作品名: シュモクザメ型肩たたき用ハンマー
Hammer for hammering a hammerhead
製作年度: 2014/12
素材:檜、杉、ラミン木球
◉コレは何か?と問われたら、ハンマーヘッドシャーク型の肩たたき器ですと返答します。見たまんまです。えっ見えない?見えないと困るんだよなぁ。
このハンマーヘッド、実は結構人目に触れた作品なんです。あるテレビドラマに登場したアイテムでして、しかも背景にチョロっと映っていたとかでは無く、今をときめく若手俳優さん達が手に取って、次々に受け渡していくと言う美味しい役どころでの出演です。
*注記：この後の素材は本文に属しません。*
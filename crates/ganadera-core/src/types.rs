//! # Domain Types
//!
//! Core domain types used throughout the registry.
//!
//! ## Type Hierarchy
//! ```text
//! ┌─────────────────────────────────────────────────────────────────────────┐
//! │                         Domain Types                                    │
//! │                                                                         │
//! │  ┌─────────────────┐   ┌──────────────────┐   ┌──────────────────┐     │
//! │  │  Member         │   │ LivestockCategory│   │  Transaction     │     │
//! │  │  (socios)       │   │  (tipos_ganado)  │   │  (registros)     │     │
//! │  │  ─────────────  │   │  ──────────────  │   │  ──────────────  │     │
//! │  │  id             │◄──┼──────────────────┼───│  socio_id (FK)   │     │
//! │  │  nombre         │   │  id          ◄───┼───│  tipo_ganado_id  │     │
//! │  │  cedula         │   │  nombre          │   │  cantidad        │     │
//! │  │  activo         │   │  activo          │   │  total           │     │
//! │  └─────────────────┘   └──────────────────┘   └──────────────────┘     │
//! │                                                                         │
//! │  EnrichedTransaction = Transaction + Related<Member>                   │
//! │                                    + Related<LivestockCategory>        │
//! └─────────────────────────────────────────────────────────────────────────┘
//! ```
//!
//! ## Wire Names
//! Rust fields are English; the remote tables use the Spanish column names,
//! mapped with `#[serde(rename)]`.

use chrono::{DateTime, Utc};
use serde::{Deserialize, Serialize};
use ts_rs::TS;

use crate::money::Money;

/// Label rendered wherever a referenced row could not be found.
pub const MISSING_REFERENCE_LABEL: &str = "N/A";

fn default_active() -> bool {
    true
}

// =============================================================================
// Member
// =============================================================================

/// A cooperative member ("socio").
#[derive(Debug, Clone, PartialEq, Serialize, Deserialize, TS)]
#[ts(export)]
pub struct Member {
    /// Server-assigned identifier.
    pub id: String,

    #[serde(rename = "nombre")]
    pub first_name: String,

    #[serde(rename = "apellido")]
    pub last_name: String,

    /// National id ("cédula"). Intended unique; only the store can enforce it.
    #[serde(rename = "cedula")]
    pub national_id: String,

    #[serde(rename = "telefono")]
    pub phone: String,

    #[serde(rename = "direccion")]
    pub address: String,

    #[serde(default)]
    pub email: Option<String>,

    #[serde(rename = "fecha_registro", default, with = "crate::timestamp::option")]
    #[ts(as = "Option<String>")]
    pub registered_at: Option<DateTime<Utc>>,

    /// Soft-delete marker. Inactive members never enter the working set.
    #[serde(rename = "activo", default = "default_active")]
    pub active: bool,
}

impl Member {
    /// "Nombre Apellido".
    pub fn full_name(&self) -> String {
        format!("{} {}", self.first_name, self.last_name)
    }

    /// Label used by the member picker: "Nombre Apellido - cédula".
    pub fn picker_label(&self) -> String {
        format!("{} - {}", self.full_name(), self.national_id)
    }
}

/// Insert payload for a member (no id; the store assigns it).
#[derive(Debug, Clone, PartialEq, Serialize, Deserialize, TS)]
#[ts(export)]
pub struct NewMember {
    #[serde(rename = "nombre")]
    pub first_name: String,

    #[serde(rename = "apellido")]
    pub last_name: String,

    #[serde(rename = "cedula")]
    pub national_id: String,

    #[serde(rename = "telefono")]
    pub phone: String,

    #[serde(rename = "direccion")]
    pub address: String,

    #[serde(default, skip_serializing_if = "Option::is_none")]
    pub email: Option<String>,

    #[serde(rename = "fecha_registro", with = "crate::timestamp")]
    #[ts(as = "String")]
    pub registered_at: DateTime<Utc>,

    #[serde(rename = "activo")]
    pub active: bool,
}

// =============================================================================
// Livestock Category
// =============================================================================

/// A livestock category ("tipo de ganado").
#[derive(Debug, Clone, PartialEq, Serialize, Deserialize, TS)]
#[ts(export)]
pub struct LivestockCategory {
    pub id: String,

    #[serde(rename = "nombre")]
    pub name: String,

    #[serde(rename = "descripcion", default)]
    pub description: Option<String>,

    #[serde(rename = "activo", default = "default_active")]
    pub active: bool,
}

/// Insert payload for a livestock category.
#[derive(Debug, Clone, PartialEq, Serialize, Deserialize, TS)]
#[ts(export)]
pub struct NewCategory {
    #[serde(rename = "nombre")]
    pub name: String,

    #[serde(rename = "descripcion", default, skip_serializing_if = "Option::is_none")]
    pub description: Option<String>,

    #[serde(rename = "activo")]
    pub active: bool,
}

// =============================================================================
// Transaction
// =============================================================================

/// A livestock transaction ("registro").
///
/// `total` is written once by the client (quantity × unit price at submit
/// time) and never recomputed.
#[derive(Debug, Clone, PartialEq, Serialize, Deserialize, TS)]
#[ts(export)]
pub struct Transaction {
    pub id: String,

    #[serde(rename = "socio_id")]
    pub member_id: String,

    #[serde(rename = "tipo_ganado_id")]
    pub category_id: String,

    #[serde(rename = "cantidad")]
    pub quantity: i64,

    #[serde(rename = "fecha_registro", with = "crate::timestamp")]
    #[ts(as = "String")]
    pub registered_at: DateTime<Utc>,

    #[serde(rename = "observaciones", default)]
    pub notes: Option<String>,

    #[serde(rename = "precio_unitario", default)]
    pub unit_price: Option<Money>,

    #[serde(default)]
    pub total: Option<Money>,
}

/// Insert payload for a transaction.
#[derive(Debug, Clone, PartialEq, Serialize, Deserialize, TS)]
#[ts(export)]
pub struct NewTransaction {
    #[serde(rename = "socio_id")]
    pub member_id: String,

    #[serde(rename = "tipo_ganado_id")]
    pub category_id: String,

    #[serde(rename = "cantidad")]
    pub quantity: i64,

    #[serde(rename = "fecha_registro", with = "crate::timestamp")]
    #[ts(as = "String")]
    pub registered_at: DateTime<Utc>,

    #[serde(rename = "observaciones", default, skip_serializing_if = "Option::is_none")]
    pub notes: Option<String>,

    #[serde(rename = "precio_unitario", default, skip_serializing_if = "Option::is_none")]
    pub unit_price: Option<Money>,

    #[serde(default, skip_serializing_if = "Option::is_none")]
    pub total: Option<Money>,
}

// =============================================================================
// Enriched Transaction
// =============================================================================

/// Outcome of resolving a foreign key during the transaction join.
#[derive(Debug, Clone, PartialEq, Serialize, Deserialize)]
#[serde(tag = "status", content = "value", rename_all = "snake_case")]
pub enum Related<T> {
    /// The referenced row was found.
    Found(T),
    /// No row with this id came back from the lookup.
    Missing(String),
}

impl<T> Related<T> {
    /// Returns the resolved row, if any.
    pub fn found(&self) -> Option<&T> {
        match self {
            Related::Found(row) => Some(row),
            Related::Missing(_) => None,
        }
    }

    pub fn is_missing(&self) -> bool {
        matches!(self, Related::Missing(_))
    }

    /// Renders the row with `f`, or [`MISSING_REFERENCE_LABEL`].
    pub fn label_with(&self, f: impl FnOnce(&T) -> String) -> String {
        match self {
            Related::Found(row) => f(row),
            Related::Missing(_) => MISSING_REFERENCE_LABEL.to_string(),
        }
    }
}

/// A transaction joined with the member and category it references.
#[derive(Debug, Clone, PartialEq, Serialize, Deserialize)]
pub struct EnrichedTransaction {
    #[serde(flatten)]
    pub transaction: Transaction,

    #[serde(rename = "socio")]
    pub member: Related<Member>,

    #[serde(rename = "tipo_ganado")]
    pub category: Related<LivestockCategory>,
}

impl EnrichedTransaction {
    pub fn member_label(&self) -> String {
        self.member.label_with(Member::full_name)
    }

    pub fn category_label(&self) -> String {
        self.category.label_with(|c| c.name.clone())
    }
}

// =============================================================================
// Unit Tests
// =============================================================================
そのドラマは、海で出会った8人の男女の青春を細やかに描いた二時間のスペシャルドラマで、僕はその番組の美術の担当をさせてもらっていました。大学生を中心とした男女8人が海で出会い、水族館での共同作業を通して成長していく青春群像劇です。物語の終盤で共同作業も終わりを迎え、皆それぞれの道へと歩き出す事となります。作業場での最後の日に、一人一人が仲間に向かってメッセージを伝えるシーンがありました。
監督はこのシーンをマイクリレーで行う演出プランを持っていました。勿論本物のマイクでは無く、その場にある丁度良い大きさの何かをマイクに見立てて使いたいのですが、できれば水族館っぽい魚に因んだモノが良いと仰っています。この「何か」が作業場のデスク周辺に序盤から転がっていて、終盤の卒業式にも似た仲間への感謝と別れの言葉を告げるシーンで照れ隠し的に何気なく取り上げたい…、と。
その日は装飾担当の方と「うーむ。」と悩んで答えが出ず、宿題となりました。テレビドラマの世界は分業が進んでいて、本来はこうした役者さんが手に持つものは「持ち道具さん」や「装飾さん」が用意するのが普通な様ですが、休日に自宅のアトリエにて、採用されなくても良いから何かひとつ作ってみるかと思い立って制作したのがこのハンマーヘッドなのです。
●目玉にはラミン木球を使ってます。
回転させて視線を変えられます。
●シンプルな切り出し形状です。ステインを水ぼかししてグラデーションをつけています。
●最初はボディに丸みを持たせて、もう少しリアルなフォルムで考えていました。そっちのバージョンも作ってみようかなぁ。